Every record below must be set down again exactly as given.

(Beginning of EXERCISE MATERIALS)

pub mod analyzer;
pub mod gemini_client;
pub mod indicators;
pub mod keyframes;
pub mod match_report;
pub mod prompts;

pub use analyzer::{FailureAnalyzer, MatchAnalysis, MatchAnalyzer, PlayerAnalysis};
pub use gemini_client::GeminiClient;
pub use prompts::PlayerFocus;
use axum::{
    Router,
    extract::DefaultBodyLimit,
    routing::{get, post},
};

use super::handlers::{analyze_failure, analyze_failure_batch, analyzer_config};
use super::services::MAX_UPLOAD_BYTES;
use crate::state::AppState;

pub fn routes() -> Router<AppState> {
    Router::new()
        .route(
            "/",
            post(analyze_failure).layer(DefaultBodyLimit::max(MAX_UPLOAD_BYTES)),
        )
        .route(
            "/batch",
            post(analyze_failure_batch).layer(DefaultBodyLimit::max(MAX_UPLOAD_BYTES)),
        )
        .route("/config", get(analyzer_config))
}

(End of EXERCISE MATERIALS)

— ANSWER TO THIS PROBLEM —
pub mod analyzer;
pub mod gemini_client;
pub mod indicators;
pub mod keyframes;
pub mod match_report;
pub mod prompts;

pub use analyzer::{FailureAnalyzer, MatchAnalysis, MatchAnalyzer, PlayerAnalysis};
pub use gemini_client::GeminiClient;
pub use prompts::PlayerFocus;
use axum::{
    Router,
    extract::DefaultBodyLimit,
    routing::{get, post},
};

use super::handlers::{analyze_failure, analyze_failure_batch, analyzer_config};
use super::services::MAX_UPLOAD_BYTES;
use crate::state::AppState;

pub fn routes() -> Router<AppState> {
    Router::new()
        .route(
            "/",
            post(analyze_failure).layer(DefaultBodyLimit::max(MAX_UPLOAD_BYTES)),
        )
        .route(
            "/batch",
            post(analyze_failure_batch).layer(DefaultBodyLimit::max(MAX_UPLOAD_BYTES)),
        )
        .route("/config", get(analyzer_config))
}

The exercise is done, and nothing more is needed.